WHAT TO WORK ON: Set down each entry again exactly as written.

[Dataset entries]
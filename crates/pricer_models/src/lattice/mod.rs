//! Recombining binomial lattice pricing.
//!
//! - `params`: CRR step factors and risk-neutral probability
//! - `tree`: arena-backed triangular node storage
//! - `binomial`: forward price lattice and backward induction

pub mod binomial;
pub mod params;
pub mod tree;

pub use binomial::BinomialModel;
pub use params::{LatticeParameters, MAX_PERIODS};
pub use tree::{PayoffLattice, PriceLattice, TriangularLattice};
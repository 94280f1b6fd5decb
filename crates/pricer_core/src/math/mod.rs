//! Numerical building blocks shared by the pricing models.
//!
//! - [`distributions`]: standard normal CDF and PDF
//! - [`statistics`]: return series and historical volatility estimation

pub mod distributions;
pub mod statistics;

pub use distributions::{norm_cdf, norm_pdf};
pub use statistics::{historical_volatility, suggested_strike_range, ReturnKind};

SOLUTION TO THIS PROBLEM:
filename crates/pricer_models/src/lattice/mod.rs
//! Recombining binomial lattice pricing.
//!
//! - `params`: CRR step factors and risk-neutral probability
//! - `tree`: arena-backed triangular node storage
//! - `binomial`: forward price lattice and backward induction

pub mod binomial;
pub mod params;
pub mod tree;

pub use binomial::BinomialModel;
pub use params::{LatticeParameters, MAX_PERIODS};
pub use tree::{PayoffLattice, PriceLattice, TriangularLattice};
repository 94280f1b6fd5decb
filename crates/pricer_core/src/math/mod.rs
//! Numerical building blocks shared by the pricing models.
//!
//! - [`distributions`]: standard normal CDF and PDF
//! - [`statistics`]: return series and historical volatility estimation

pub mod distributions;
pub mod statistics;

pub use distributions::{norm_cdf, norm_pdf};
pub use statistics::{historical_volatility, suggested_strike_range, ReturnKind};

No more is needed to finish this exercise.